In 1997's Austin Powers: International Man of Mystery, Mike Meyers pays affectionate homage to the original James Bond movies and all things groovy. It's more a parody of an era, the swinging sixties, not a direct parody of a specific film.
Some television series have been parodies of a specific genre: Get Smart was a send-up of the spy shows that dominated the early Cold War era; Reno 911 is a parody of COPS and reality shows in general; and Police Squad! is a parody of all things Quinn Martin.

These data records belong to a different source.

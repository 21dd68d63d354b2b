use sqlx::SqlitePool;
use tracing::{info, warn};

use crate::db::repository;
use crate::error::AppError;
use crate::models::{
    Enrollment, MessageResponse, NewStudentRequest, Student, StudentCourse, StudentFilter,
    UpdateStudentRequest,
};

const STUDENT_NOT_FOUND: &str = "Student not found";
const NOT_ENROLLED: &str = "The student is not enrolled in any course";
const ENROLLED_ELSEWHERE: &str = "The student is already enrolled in another course";

pub async fn create_student(db: &SqlitePool, req: NewStudentRequest) -> Result<Student, AppError> {
    req.validate()?;
    let mut tx = db.begin().await?;

    if repository::find_student_by_id(&mut *tx, req.id).await?.is_some() {
        warn!(student_id = req.id, "rejected student with duplicate id");
        return Err(AppError::conflict("A student with that id already exists"));
    }

    if let Some(course_id) = req.course_id {
        if repository::find_course_by_id(&mut *tx, course_id).await?.is_none() {
            return Err(AppError::not_found("The specified course does not exist"));
        }
    }

    let student = req.into_student();
    repository::insert_student(&mut *tx, &student).await?;
    tx.commit().await?;

    info!(student_id = student.id, course_id = ?student.course_id, "student created");
    Ok(student)
}

/// Lists students, optionally restricted to one semester. An empty result is
/// reported as `NotFound`.
pub async fn list_students(db: &SqlitePool, filter: StudentFilter) -> Result<Vec<Student>, AppError> {
    let mut tx = db.begin().await?;
    let students = repository::fetch_students(&mut *tx, &filter).await?;
    tx.commit().await?;

    if students.is_empty() {
        return Err(AppError::not_found("No students found for that semester"));
    }
    Ok(students)
}

pub async fn get_student(db: &SqlitePool, id: i64) -> Result<Student, AppError> {
    let mut tx = db.begin().await?;
    let student = repository::find_student_by_id(&mut *tx, id)
        .await?
        .ok_or_else(|| AppError::not_found(STUDENT_NOT_FOUND))?;
    tx.commit().await?;
    Ok(student)
}

/// Applies a partial update. A `course_id` may only enroll a student that is
/// currently unenrolled and `course_id: null` unenrolls; moving between
/// courses goes through [`disenroll`] and [`enroll`].
pub async fn update_student(
    db: &SqlitePool,
    id: i64,
    req: UpdateStudentRequest,
) -> Result<Student, AppError> {
    req.validate()?;
    let mut tx = db.begin().await?;

    let mut student = repository::find_student_by_id(&mut *tx, id)
        .await?
        .ok_or_else(|| AppError::not_found(STUDENT_NOT_FOUND))?;

    if let Some(Some(course_id)) = req.course_id {
        match student.enrollment() {
            Enrollment::Enrolled(current) if current != course_id => {
                warn!(student_id = id, current, requested = course_id, "rejected course reassignment");
                return Err(AppError::conflict(ENROLLED_ELSEWHERE));
            }
            Enrollment::Enrolled(_) => {}
            Enrollment::Unenrolled => {
                if repository::find_course_by_id(&mut *tx, course_id).await?.is_none() {
                    return Err(AppError::not_found("The specified course does not exist"));
                }
            }
        }
    }

    req.apply_to(&mut student);
    repository::update_student(&mut *tx, &student).await?;
    tx.commit().await?;

    info!(student_id = id, course_id = ?student.course_id, "student updated");
    Ok(student)
}

pub async fn delete_student(db: &SqlitePool, id: i64) -> Result<MessageResponse, AppError> {
    let mut tx = db.begin().await?;

    if !repository::delete_student(&mut *tx, id).await? {
        return Err(AppError::not_found(STUDENT_NOT_FOUND));
    }
    tx.commit().await?;

    info!(student_id = id, "student deleted");
    Ok(MessageResponse::new("Student deleted successfully"))
}

pub async fn get_student_course(db: &SqlitePool, id: i64) -> Result<StudentCourse, AppError> {
    let mut tx = db.begin().await?;

    let student = repository::find_student_by_id(&mut *tx, id)
        .await?
        .ok_or_else(|| AppError::not_found(STUDENT_NOT_FOUND))?;

    let Enrollment::Enrolled(course_id) = student.enrollment() else {
        return Err(AppError::not_found(NOT_ENROLLED));
    };

    // Course deletion clears enrollments, so a dangling reference is an anomaly.
    let Some(course) = repository::find_course_by_id(&mut *tx, course_id).await? else {
        warn!(student_id = id, course_id, "student references a missing course");
        return Err(AppError::not_found("The assigned course does not exist"));
    };
    tx.commit().await?;

    Ok(StudentCourse::new(student, course))
}

/// Unenrolled -> Enrolled(course_id). Enrolling into the current course again
/// succeeds without change.
pub async fn enroll(
    db: &SqlitePool,
    student_id: i64,
    course_id: i64,
) -> Result<MessageResponse, AppError> {
    let mut tx = db.begin().await?;

    let mut student = repository::find_student_by_id(&mut *tx, student_id)
        .await?
        .ok_or_else(|| AppError::not_found(STUDENT_NOT_FOUND))?;

    let course = repository::find_course_by_id(&mut *tx, course_id)
        .await?
        .ok_or_else(|| AppError::not_found("Course not found"))?;

    match student.enrollment() {
        Enrollment::Enrolled(current) if current == course_id => {}
        Enrollment::Enrolled(current) => {
            warn!(student_id, current, requested = course_id, "rejected enrollment");
            return Err(AppError::conflict(ENROLLED_ELSEWHERE));
        }
        Enrollment::Unenrolled => {
            student.course_id = Some(course_id);
            repository::update_student(&mut *tx, &student).await?;
        }
    }
    tx.commit().await?;

    info!(student_id, course_id, "student enrolled");
    Ok(MessageResponse::new(format!(
        "Student {} enrolled in {}",
        student.name, course.name
    )))
}

/// Enrolled(*) -> Unenrolled.
pub async fn disenroll(db: &SqlitePool, student_id: i64) -> Result<MessageResponse, AppError> {
    let mut tx = db.begin().await?;

    let mut student = repository::find_student_by_id(&mut *tx, student_id)
        .await?
        .ok_or_else(|| AppError::not_found(STUDENT_NOT_FOUND))?;

    if student.enrollment() == Enrollment::Unenrolled {
        return Err(AppError::not_found(NOT_ENROLLED));
    }

    student.course_id = None;
    repository::update_student(&mut *tx, &student).await?;
    tx.commit().await?;

    info!(student_id, "student disenrolled");
    Ok(MessageResponse::new(format!(
        "Student {} disenrolled successfully",
        student.name
    )))
}

#[cfg(test)]
mod tests {
    use super::*;
    use crate::db::connect_in_memory;
    use crate::models::{Course, CourseKind, NewCourseRequest};
    use crate::services::courses;

    async fn seed_course(db: &SqlitePool, code: i64) -> Course {
        courses::create_course(
            db,
            NewCourseRequest {
                code,
                name: format!("Course {code}"),
                credits: 3,
                kind: CourseKind::Programming,
                schedule: None,
            },
        )
        .await
        .expect("Failed to create course")
    }

    fn student_req(id: i64, semester: i64, course_id: Option<i64>) -> NewStudentRequest {
        NewStudentRequest {
            id,
            name: format!("Student {id}"),
            email: format!("s{id}@uni.edu"),
            semester,
            course_id,
        }
    }

    #[tokio::test]
    async fn test_duplicate_student_id_conflicts() {
        let pool = connect_in_memory().await.unwrap();
        create_student(&pool, student_req(1, 1, None)).await.unwrap();

        let err = create_student(&pool, student_req(1, 4, None)).await.unwrap_err();
        assert!(matches!(err, AppError::Conflict(_)));
    }

    #[tokio::test]
    async fn test_create_with_unknown_course_is_not_found() {
        let pool = connect_in_memory().await.unwrap();

        let err = create_student(&pool, student_req(1, 1, Some(42))).await.unwrap_err();
        assert!(matches!(err, AppError::NotFound(_)));
        assert!(matches!(get_student(&pool, 1).await, Err(AppError::NotFound(_))));
    }

    #[tokio::test]
    async fn test_list_by_semester() {
        let pool = connect_in_memory().await.unwrap();
        create_student(&pool, student_req(1, 1, None)).await.unwrap();
        create_student(&pool, student_req(2, 3, None)).await.unwrap();

        let third = list_students(&pool, StudentFilter { semester: Some(3) }).await.unwrap();
        assert_eq!(third.len(), 1);
        assert_eq!(third[0].id, 2);

        let err = list_students(&pool, StudentFilter { semester: Some(8) }).await.unwrap_err();
        assert!(matches!(err, AppError::NotFound(_)));
    }

    #[tokio::test]
    async fn test_enroll_then_get_course() {
        let pool = connect_in_memory().await.unwrap();
        let course = seed_course(&pool, 101).await;
        create_student(&pool, student_req(1, 2, None)).await.unwrap();

        enroll(&pool, 1, course.id).await.unwrap();

        let detail = get_student_course(&pool, 1).await.unwrap();
        assert_eq!(detail.id, 1);
        assert_eq!(detail.course, course);
    }

    #[tokio::test]
    async fn test_enroll_elsewhere_conflicts_and_keeps_state() {
        let pool = connect_in_memory().await.unwrap();
        let first = seed_course(&pool, 101).await;
        let second = seed_course(&pool, 102).await;
        create_student(&pool, student_req(1, 2, None)).await.unwrap();

        enroll(&pool, 1, first.id).await.unwrap();
        // Same course again is a no-op.
        enroll(&pool, 1, first.id).await.unwrap();

        let err = enroll(&pool, 1, second.id).await.unwrap_err();
        assert!(matches!(err, AppError::Conflict(_)));
        assert_eq!(get_student(&pool, 1).await.unwrap().course_id, Some(first.id));
    }

    #[tokio::test]
    async fn test_enroll_unknown_ids() {
        let pool = connect_in_memory().await.unwrap();
        let course = seed_course(&pool, 101).await;
        create_student(&pool, student_req(1, 2, None)).await.unwrap();

        assert!(matches!(enroll(&pool, 9, course.id).await, Err(AppError::NotFound(_))));
        assert!(matches!(enroll(&pool, 1, 999).await, Err(AppError::NotFound(_))));
    }

    #[tokio::test]
    async fn test_disenroll() {
        let pool = connect_in_memory().await.unwrap();
        let course = seed_course(&pool, 101).await;
        create_student(&pool, student_req(1, 2, Some(course.id))).await.unwrap();

        disenroll(&pool, 1).await.unwrap();
        assert_eq!(get_student(&pool, 1).await.unwrap().course_id, None);

        let err = disenroll(&pool, 1).await.unwrap_err();
        assert!(matches!(err, AppError::NotFound(_)));
        assert!(matches!(disenroll(&pool, 77).await, Err(AppError::NotFound(_))));
        assert!(matches!(get_student_course(&pool, 1).await, Err(AppError::NotFound(_))));
    }

    #[tokio::test]
    async fn test_partial_update_keeps_other_fields() {
        let pool = connect_in_memory().await.unwrap();
        let course = seed_course(&pool, 101).await;
        create_student(&pool, student_req(1, 2, Some(course.id))).await.unwrap();

        let patch = UpdateStudentRequest {
            email: Some("new@uni.edu".to_string()),
            ..Default::default()
        };
        let updated = update_student(&pool, 1, patch).await.unwrap();

        assert_eq!(updated.email, "new@uni.edu");
        assert_eq!(updated.name, "Student 1");
        assert_eq!(updated.semester, 2);
        assert_eq!(updated.course_id, Some(course.id));
        assert_eq!(get_student(&pool, 1).await.unwrap(), updated);
    }

    #[tokio::test]
    async fn test_update_cannot_move_between_courses() {
        let pool = connect_in_memory().await.unwrap();
        let first = seed_course(&pool, 101).await;
        let second = seed_course(&pool, 102).await;
        create_student(&pool, student_req(1, 2, Some(first.id))).await.unwrap();
        create_student(&pool, student_req(2, 2, None)).await.unwrap();

        let moving = UpdateStudentRequest { course_id: Some(Some(second.id)), ..Default::default() };
        let err = update_student(&pool, 1, moving.clone()).await.unwrap_err();
        assert!(matches!(err, AppError::Conflict(_)));

        // An unenrolled student may pick up a course through an update.
        let joined = update_student(&pool, 2, moving).await.unwrap();
        assert_eq!(joined.course_id, Some(second.id));

        let dangling = UpdateStudentRequest { course_id: Some(Some(500)), ..Default::default() };
        create_student(&pool, student_req(3, 2, None)).await.unwrap();
        assert!(matches!(update_student(&pool, 3, dangling).await, Err(AppError::NotFound(_))));
    }

    #[tokio::test]
    async fn test_update_with_null_course_unenrolls() {
        let pool = connect_in_memory().await.unwrap();
        let course = seed_course(&pool, 101).await;
        create_student(&pool, student_req(7, 2, Some(course.id))).await.unwrap();

        let patch = UpdateStudentRequest { course_id: Some(None), ..Default::default() };
        let updated = update_student(&pool, 7, patch).await.unwrap();
        assert_eq!(updated.course_id, None);
        assert_eq!(updated.semester, 2);

        assert_eq!(get_student(&pool, 7).await.unwrap().course_id, None);
        assert!(matches!(disenroll(&pool, 7).await, Err(AppError::NotFound(_))));

        // Absent course_id leaves an enrollment alone.
        enroll(&pool, 7, course.id).await.unwrap();
        let patch = UpdateStudentRequest { name: Some("Eva".to_string()), ..Default::default() };
        assert_eq!(update_student(&pool, 7, patch).await.unwrap().course_id, Some(course.id));
    }

    #[tokio::test]
    async fn test_get_course_with_dangling_reference() {
        let pool = connect_in_memory().await.unwrap();
        {
            let mut conn = pool.acquire().await.unwrap();
            sqlx::query("PRAGMA foreign_keys = OFF").execute(&mut *conn).await.unwrap();
            repository::insert_student(
                &mut conn,
                &Student {
                    id: 5,
                    name: "Orphan".to_string(),
                    email: "orphan@uni.edu".to_string(),
                    semester: 1,
                    course_id: Some(999),
                },
            )
            .await
            .unwrap();
            sqlx::query("PRAGMA foreign_keys = ON").execute(&mut *conn).await.unwrap();
        }

        match get_student_course(&pool, 5).await {
            Err(AppError::NotFound(message)) => {
                assert_eq!(message, "The assigned course does not exist")
            }
            other => panic!("expected NotFound, got {:?}", other),
        }
    }

    #[tokio::test]
    async fn test_delete_student() {
        let pool = connect_in_memory().await.unwrap();
        create_student(&pool, student_req(1, 2, None)).await.unwrap();

        delete_student(&pool, 1).await.unwrap();
        assert!(matches!(get_student(&pool, 1).await, Err(AppError::NotFound(_))));
        assert!(matches!(delete_student(&pool, 1).await, Err(AppError::NotFound(_))));
    }
}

But television sketch shows like Saturday Night Live and MADtv are the kings of parody on the small screen.
Saturday Night Live in particular has done hundreds of commercial parodies, including “The Norman Bates School of Motel Management,” “Bathroom Monkey,” “The Love Toilet,” “Colon Blow,” “Woomba,” and “Happy Fun Ball.” Their ability to quickly produce these parodies allows them to be right on the cutting edge of pop culture at all times.
There are lots of clever parodies of classic books and genres. The Harvard Lampoon's Bored of the Rings is a parody of J.R.R. Tolkien's Lord of the Rings, and there are dozens of parodies of The Da Vinci Code and the Harry Potter series. Even Margaret Wise Brown and Clement Hurd's children's classic Goodnight Moon hasn't escaped parody. Goodnight Bush: A Parody by Gan Golan cleverly lampoons the last days of the George W. Bush administration.